**Entries shown**
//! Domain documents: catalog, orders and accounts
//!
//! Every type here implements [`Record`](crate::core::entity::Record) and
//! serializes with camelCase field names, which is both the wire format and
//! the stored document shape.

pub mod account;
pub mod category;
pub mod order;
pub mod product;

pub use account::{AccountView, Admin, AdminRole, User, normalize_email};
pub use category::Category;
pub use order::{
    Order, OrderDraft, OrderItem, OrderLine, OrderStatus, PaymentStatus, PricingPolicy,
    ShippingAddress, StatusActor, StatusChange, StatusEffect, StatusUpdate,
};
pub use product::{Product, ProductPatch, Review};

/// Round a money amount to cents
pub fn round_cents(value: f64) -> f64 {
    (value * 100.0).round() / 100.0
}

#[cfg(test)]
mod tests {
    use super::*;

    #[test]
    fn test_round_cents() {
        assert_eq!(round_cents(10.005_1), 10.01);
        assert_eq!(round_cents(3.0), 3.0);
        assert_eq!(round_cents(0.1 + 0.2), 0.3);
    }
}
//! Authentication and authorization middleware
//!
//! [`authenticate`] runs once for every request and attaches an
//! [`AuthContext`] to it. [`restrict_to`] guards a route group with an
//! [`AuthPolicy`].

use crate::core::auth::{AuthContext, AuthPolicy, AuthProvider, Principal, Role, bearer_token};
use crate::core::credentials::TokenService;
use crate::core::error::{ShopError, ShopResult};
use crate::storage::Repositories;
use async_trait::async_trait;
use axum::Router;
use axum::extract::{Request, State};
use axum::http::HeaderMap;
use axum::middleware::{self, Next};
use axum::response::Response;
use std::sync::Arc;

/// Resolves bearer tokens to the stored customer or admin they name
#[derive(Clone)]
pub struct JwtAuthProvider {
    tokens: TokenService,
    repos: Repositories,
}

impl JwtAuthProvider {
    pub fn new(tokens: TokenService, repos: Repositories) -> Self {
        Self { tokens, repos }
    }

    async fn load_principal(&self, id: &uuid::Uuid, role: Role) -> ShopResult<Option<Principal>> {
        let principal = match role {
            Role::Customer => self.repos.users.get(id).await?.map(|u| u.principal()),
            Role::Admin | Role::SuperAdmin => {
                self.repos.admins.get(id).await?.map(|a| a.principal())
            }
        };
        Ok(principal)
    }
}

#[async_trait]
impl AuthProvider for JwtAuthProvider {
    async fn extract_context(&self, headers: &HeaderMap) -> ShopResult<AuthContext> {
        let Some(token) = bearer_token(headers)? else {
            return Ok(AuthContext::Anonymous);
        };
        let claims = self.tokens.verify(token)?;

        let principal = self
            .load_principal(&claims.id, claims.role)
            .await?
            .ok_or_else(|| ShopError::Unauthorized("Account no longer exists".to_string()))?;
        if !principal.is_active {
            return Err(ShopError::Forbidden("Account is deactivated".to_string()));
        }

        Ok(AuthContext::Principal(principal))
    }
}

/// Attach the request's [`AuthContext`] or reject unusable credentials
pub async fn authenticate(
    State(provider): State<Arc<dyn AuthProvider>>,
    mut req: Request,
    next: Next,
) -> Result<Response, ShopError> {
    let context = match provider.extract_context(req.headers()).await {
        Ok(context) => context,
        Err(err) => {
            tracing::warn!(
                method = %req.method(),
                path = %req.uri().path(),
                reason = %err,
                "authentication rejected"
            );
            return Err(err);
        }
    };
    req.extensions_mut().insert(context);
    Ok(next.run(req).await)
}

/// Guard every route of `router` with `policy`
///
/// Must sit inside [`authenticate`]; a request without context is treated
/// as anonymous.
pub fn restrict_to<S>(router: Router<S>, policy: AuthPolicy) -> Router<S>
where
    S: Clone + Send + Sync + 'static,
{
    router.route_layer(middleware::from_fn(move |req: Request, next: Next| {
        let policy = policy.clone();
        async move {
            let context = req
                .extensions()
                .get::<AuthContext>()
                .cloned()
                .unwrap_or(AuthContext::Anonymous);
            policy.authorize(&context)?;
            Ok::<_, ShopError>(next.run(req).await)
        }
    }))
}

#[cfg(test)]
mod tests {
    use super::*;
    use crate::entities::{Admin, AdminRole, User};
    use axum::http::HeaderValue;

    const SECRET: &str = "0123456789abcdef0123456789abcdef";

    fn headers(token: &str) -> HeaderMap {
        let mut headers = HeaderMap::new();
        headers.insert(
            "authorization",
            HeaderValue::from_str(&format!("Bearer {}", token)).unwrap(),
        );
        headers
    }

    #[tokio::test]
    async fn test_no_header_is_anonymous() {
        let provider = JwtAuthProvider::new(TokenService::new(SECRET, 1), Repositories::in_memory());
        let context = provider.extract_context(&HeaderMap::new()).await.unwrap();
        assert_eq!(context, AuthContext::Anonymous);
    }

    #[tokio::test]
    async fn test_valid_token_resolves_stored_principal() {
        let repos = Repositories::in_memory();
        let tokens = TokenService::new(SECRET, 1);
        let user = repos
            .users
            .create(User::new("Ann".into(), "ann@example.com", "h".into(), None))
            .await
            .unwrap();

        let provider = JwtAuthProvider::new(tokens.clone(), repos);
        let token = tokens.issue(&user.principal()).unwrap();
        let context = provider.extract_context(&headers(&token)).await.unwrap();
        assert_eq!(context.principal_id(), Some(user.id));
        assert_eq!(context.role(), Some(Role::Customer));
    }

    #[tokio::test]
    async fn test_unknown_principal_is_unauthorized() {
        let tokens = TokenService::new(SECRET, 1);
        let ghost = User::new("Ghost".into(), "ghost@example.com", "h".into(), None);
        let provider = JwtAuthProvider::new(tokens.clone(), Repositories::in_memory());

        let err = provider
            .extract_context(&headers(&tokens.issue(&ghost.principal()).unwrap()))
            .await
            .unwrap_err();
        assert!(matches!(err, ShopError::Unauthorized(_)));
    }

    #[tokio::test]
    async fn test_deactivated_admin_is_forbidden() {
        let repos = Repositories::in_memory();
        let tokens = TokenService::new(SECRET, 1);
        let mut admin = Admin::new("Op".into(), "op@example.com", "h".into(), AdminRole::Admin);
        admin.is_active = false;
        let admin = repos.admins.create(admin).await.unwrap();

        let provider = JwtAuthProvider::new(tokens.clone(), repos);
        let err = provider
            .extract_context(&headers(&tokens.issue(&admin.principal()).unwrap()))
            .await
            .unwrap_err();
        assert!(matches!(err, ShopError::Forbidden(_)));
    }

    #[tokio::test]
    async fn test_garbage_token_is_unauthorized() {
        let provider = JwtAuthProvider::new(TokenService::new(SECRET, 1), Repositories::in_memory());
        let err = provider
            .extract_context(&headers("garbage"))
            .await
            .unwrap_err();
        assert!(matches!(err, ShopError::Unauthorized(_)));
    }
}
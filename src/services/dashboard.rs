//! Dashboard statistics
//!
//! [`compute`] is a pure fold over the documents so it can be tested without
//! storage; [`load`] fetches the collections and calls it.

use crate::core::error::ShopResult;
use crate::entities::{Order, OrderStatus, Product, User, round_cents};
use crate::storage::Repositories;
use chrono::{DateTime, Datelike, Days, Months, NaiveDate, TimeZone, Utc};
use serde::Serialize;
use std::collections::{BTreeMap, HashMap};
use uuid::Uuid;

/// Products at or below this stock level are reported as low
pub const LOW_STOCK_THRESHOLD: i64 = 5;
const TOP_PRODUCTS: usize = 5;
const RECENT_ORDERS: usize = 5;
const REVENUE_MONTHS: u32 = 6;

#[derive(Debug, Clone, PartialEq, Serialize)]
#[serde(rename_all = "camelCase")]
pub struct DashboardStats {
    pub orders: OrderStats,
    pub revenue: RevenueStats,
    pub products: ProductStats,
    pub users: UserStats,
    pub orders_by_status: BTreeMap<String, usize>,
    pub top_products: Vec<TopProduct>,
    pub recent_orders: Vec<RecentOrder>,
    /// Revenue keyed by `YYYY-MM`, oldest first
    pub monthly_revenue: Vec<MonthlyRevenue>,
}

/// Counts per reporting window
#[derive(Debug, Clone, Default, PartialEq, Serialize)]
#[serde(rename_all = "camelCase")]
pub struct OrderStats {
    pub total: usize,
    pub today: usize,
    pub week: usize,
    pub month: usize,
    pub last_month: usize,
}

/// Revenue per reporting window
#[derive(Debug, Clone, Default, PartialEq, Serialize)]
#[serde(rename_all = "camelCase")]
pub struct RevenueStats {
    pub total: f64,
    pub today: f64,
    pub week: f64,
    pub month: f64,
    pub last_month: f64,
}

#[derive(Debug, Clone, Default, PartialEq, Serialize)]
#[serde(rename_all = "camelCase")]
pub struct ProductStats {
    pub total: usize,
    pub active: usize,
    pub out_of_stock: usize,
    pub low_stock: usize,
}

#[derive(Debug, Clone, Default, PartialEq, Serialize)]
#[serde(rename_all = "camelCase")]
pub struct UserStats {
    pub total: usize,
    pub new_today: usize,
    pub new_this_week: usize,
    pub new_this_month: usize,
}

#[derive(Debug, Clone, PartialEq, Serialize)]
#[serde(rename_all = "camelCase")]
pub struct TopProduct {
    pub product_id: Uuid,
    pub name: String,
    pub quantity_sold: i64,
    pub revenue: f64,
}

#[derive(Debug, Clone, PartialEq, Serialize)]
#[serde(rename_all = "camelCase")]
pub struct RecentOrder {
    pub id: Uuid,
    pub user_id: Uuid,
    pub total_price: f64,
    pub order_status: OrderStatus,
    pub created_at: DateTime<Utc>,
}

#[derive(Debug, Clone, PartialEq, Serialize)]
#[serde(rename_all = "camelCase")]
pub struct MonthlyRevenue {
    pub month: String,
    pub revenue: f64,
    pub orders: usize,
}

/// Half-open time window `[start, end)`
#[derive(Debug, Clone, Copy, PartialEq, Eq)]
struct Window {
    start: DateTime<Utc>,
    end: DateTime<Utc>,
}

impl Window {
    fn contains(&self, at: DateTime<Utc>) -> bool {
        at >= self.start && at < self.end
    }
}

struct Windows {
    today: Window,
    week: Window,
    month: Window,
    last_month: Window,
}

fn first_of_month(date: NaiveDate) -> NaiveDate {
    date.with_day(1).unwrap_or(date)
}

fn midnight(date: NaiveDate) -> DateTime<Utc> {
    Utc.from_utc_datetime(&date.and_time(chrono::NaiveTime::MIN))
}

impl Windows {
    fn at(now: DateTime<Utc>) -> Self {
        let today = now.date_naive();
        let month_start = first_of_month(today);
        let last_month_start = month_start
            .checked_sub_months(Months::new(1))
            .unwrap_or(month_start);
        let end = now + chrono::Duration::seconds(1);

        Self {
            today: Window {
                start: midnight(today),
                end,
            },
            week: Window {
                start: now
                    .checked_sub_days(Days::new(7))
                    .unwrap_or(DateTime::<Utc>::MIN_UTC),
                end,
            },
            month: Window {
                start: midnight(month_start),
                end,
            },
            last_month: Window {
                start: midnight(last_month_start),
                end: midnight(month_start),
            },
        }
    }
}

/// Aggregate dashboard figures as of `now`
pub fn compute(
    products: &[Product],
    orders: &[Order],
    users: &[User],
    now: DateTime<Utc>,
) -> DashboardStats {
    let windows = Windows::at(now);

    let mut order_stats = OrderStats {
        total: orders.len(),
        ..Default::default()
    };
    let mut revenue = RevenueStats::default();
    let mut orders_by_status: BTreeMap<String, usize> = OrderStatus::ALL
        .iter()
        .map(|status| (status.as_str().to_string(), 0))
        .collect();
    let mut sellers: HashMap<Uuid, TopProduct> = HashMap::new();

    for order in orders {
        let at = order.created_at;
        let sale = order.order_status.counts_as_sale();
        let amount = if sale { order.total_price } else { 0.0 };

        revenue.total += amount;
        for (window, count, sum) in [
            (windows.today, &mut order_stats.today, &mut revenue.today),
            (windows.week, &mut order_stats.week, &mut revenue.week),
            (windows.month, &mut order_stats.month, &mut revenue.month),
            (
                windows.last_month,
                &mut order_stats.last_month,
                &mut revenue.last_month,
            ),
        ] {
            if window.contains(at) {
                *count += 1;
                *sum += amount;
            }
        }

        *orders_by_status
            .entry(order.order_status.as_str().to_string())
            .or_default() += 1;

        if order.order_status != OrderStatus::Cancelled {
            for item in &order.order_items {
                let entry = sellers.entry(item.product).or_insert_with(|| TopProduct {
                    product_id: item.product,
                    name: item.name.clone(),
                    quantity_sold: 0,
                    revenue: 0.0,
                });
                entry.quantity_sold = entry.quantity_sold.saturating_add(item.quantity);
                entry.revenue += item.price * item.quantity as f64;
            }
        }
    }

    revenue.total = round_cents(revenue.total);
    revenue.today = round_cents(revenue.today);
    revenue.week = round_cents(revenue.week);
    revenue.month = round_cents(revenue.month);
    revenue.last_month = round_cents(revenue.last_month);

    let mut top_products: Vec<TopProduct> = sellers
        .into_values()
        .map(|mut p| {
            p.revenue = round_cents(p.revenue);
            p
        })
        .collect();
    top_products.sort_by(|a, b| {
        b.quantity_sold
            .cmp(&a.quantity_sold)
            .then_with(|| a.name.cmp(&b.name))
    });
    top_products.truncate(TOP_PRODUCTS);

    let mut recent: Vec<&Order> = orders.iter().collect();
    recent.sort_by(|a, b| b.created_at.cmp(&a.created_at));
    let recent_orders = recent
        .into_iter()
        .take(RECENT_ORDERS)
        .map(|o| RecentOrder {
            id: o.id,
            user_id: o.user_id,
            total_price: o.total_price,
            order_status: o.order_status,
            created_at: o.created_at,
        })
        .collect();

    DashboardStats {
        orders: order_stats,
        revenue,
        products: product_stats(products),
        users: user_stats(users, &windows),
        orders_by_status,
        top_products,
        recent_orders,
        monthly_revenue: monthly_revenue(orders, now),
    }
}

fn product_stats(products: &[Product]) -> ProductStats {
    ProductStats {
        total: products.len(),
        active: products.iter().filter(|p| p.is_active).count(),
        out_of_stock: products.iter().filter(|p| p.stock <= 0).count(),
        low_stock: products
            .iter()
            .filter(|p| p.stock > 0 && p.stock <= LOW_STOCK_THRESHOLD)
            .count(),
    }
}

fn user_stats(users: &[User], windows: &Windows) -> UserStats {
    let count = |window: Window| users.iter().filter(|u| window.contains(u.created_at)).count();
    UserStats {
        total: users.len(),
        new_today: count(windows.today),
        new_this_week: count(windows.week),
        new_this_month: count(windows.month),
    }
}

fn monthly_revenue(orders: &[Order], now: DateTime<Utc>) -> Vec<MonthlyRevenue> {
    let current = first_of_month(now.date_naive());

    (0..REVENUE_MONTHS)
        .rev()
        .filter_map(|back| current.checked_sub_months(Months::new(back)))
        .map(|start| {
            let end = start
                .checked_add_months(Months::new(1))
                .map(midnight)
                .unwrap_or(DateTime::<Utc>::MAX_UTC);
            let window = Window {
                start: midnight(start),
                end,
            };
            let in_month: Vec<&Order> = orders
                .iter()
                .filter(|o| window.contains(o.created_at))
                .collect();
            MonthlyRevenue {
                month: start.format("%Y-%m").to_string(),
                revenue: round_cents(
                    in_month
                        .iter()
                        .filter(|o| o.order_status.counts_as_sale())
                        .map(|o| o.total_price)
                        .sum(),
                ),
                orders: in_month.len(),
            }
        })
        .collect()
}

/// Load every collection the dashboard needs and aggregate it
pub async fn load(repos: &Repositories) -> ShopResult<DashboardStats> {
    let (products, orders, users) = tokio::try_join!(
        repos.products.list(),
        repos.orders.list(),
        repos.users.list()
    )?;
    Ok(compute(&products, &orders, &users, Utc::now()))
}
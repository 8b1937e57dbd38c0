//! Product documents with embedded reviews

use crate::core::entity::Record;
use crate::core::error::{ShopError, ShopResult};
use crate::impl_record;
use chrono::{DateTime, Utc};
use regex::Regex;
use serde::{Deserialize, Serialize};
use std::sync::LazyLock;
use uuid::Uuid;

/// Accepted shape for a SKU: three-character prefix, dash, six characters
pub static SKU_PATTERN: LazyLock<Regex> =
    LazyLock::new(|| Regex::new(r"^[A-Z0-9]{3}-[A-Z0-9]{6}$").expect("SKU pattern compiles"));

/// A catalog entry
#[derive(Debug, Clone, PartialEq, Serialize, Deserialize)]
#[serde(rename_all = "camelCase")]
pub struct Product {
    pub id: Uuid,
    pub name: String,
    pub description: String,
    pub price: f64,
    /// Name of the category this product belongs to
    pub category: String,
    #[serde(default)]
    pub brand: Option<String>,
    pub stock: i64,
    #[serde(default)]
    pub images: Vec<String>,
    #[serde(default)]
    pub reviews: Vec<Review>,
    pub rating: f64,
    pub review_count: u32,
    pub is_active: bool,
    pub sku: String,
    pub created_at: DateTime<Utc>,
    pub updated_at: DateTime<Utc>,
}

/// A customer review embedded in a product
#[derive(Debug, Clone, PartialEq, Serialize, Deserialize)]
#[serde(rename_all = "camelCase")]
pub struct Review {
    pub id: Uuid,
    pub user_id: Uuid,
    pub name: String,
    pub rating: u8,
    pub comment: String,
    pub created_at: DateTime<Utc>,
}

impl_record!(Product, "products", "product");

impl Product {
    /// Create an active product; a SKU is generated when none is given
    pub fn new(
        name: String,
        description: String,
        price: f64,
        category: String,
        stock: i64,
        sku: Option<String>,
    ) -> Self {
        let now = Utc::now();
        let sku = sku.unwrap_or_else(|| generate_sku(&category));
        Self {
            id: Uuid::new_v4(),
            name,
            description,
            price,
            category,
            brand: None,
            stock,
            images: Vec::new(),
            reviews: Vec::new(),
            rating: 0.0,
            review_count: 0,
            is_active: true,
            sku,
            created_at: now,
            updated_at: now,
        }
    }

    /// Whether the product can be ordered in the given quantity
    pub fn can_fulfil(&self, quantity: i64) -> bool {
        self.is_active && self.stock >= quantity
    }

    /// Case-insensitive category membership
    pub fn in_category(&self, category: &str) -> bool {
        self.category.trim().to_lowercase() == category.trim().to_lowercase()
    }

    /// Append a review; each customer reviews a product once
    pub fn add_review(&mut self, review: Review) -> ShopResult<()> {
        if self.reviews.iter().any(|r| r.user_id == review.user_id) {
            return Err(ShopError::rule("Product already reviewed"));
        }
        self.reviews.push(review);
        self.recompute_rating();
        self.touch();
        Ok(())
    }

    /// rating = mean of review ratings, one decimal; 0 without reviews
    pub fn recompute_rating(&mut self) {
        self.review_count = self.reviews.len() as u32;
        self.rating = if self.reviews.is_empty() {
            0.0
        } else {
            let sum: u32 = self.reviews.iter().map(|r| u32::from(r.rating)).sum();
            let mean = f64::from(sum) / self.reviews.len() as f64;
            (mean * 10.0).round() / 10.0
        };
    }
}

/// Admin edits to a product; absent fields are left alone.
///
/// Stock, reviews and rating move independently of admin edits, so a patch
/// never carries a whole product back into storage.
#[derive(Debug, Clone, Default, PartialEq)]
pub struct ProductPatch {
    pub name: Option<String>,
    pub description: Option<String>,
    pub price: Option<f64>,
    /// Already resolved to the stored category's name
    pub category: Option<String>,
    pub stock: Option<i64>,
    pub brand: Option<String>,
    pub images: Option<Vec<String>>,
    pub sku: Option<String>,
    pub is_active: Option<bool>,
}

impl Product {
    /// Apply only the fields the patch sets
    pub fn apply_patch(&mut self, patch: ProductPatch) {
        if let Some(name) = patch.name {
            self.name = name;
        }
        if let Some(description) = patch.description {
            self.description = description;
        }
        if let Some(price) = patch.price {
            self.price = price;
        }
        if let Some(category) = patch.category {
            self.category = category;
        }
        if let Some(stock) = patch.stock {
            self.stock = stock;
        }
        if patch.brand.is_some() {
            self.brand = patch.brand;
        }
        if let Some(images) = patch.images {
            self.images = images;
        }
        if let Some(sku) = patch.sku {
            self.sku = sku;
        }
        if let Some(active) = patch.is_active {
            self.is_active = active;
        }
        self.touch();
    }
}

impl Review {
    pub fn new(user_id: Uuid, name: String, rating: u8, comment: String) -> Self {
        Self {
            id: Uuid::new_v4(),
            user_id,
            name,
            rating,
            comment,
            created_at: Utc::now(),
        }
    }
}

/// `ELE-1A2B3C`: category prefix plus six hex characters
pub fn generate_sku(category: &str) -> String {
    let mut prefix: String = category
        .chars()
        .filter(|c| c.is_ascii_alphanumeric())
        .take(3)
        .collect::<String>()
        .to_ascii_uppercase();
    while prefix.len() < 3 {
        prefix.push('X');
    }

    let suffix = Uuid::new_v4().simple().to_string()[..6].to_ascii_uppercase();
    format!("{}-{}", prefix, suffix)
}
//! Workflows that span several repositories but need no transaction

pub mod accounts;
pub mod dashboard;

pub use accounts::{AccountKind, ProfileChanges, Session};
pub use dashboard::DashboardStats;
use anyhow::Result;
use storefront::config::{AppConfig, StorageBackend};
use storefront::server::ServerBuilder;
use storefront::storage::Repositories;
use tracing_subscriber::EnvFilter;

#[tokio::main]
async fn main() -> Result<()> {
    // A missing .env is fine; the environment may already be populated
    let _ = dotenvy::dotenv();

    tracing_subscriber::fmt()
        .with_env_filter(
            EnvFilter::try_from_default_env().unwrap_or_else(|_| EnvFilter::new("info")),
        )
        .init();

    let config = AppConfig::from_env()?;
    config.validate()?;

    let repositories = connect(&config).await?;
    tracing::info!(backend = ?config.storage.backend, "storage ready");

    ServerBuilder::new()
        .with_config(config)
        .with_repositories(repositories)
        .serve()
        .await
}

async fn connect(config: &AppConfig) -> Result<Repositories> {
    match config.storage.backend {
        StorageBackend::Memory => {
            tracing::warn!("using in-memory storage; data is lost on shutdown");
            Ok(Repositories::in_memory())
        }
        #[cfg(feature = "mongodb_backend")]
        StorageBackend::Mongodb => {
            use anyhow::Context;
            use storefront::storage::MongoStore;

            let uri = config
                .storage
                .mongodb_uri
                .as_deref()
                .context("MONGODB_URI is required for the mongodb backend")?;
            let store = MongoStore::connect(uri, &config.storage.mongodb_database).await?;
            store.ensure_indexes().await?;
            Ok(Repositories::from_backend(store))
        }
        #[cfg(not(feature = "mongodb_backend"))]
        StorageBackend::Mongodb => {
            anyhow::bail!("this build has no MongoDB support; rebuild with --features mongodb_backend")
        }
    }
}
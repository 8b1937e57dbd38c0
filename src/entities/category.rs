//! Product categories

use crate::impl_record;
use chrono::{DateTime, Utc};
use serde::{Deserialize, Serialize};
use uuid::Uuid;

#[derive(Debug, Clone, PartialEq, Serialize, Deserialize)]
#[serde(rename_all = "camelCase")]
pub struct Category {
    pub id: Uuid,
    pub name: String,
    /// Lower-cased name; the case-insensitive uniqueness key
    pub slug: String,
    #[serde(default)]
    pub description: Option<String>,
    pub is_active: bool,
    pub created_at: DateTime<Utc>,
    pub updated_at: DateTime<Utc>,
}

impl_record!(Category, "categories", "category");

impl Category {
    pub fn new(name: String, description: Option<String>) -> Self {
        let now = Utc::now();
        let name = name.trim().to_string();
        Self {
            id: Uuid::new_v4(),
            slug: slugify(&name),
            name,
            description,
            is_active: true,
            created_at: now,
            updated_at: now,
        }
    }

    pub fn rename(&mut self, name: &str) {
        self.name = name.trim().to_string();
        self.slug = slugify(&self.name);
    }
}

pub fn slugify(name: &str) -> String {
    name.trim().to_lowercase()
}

**What is required**
Would you copy all lines in the records where the string "format" appears?

**Your solution**
//! serializes with camelCase field names, which is both the wire format and
            HeaderValue::from_str(&format!("Bearer {}", token)).unwrap(),
                month: start.format("%Y-%m").to_string(),
    format!("{}-{}", prefix, suffix)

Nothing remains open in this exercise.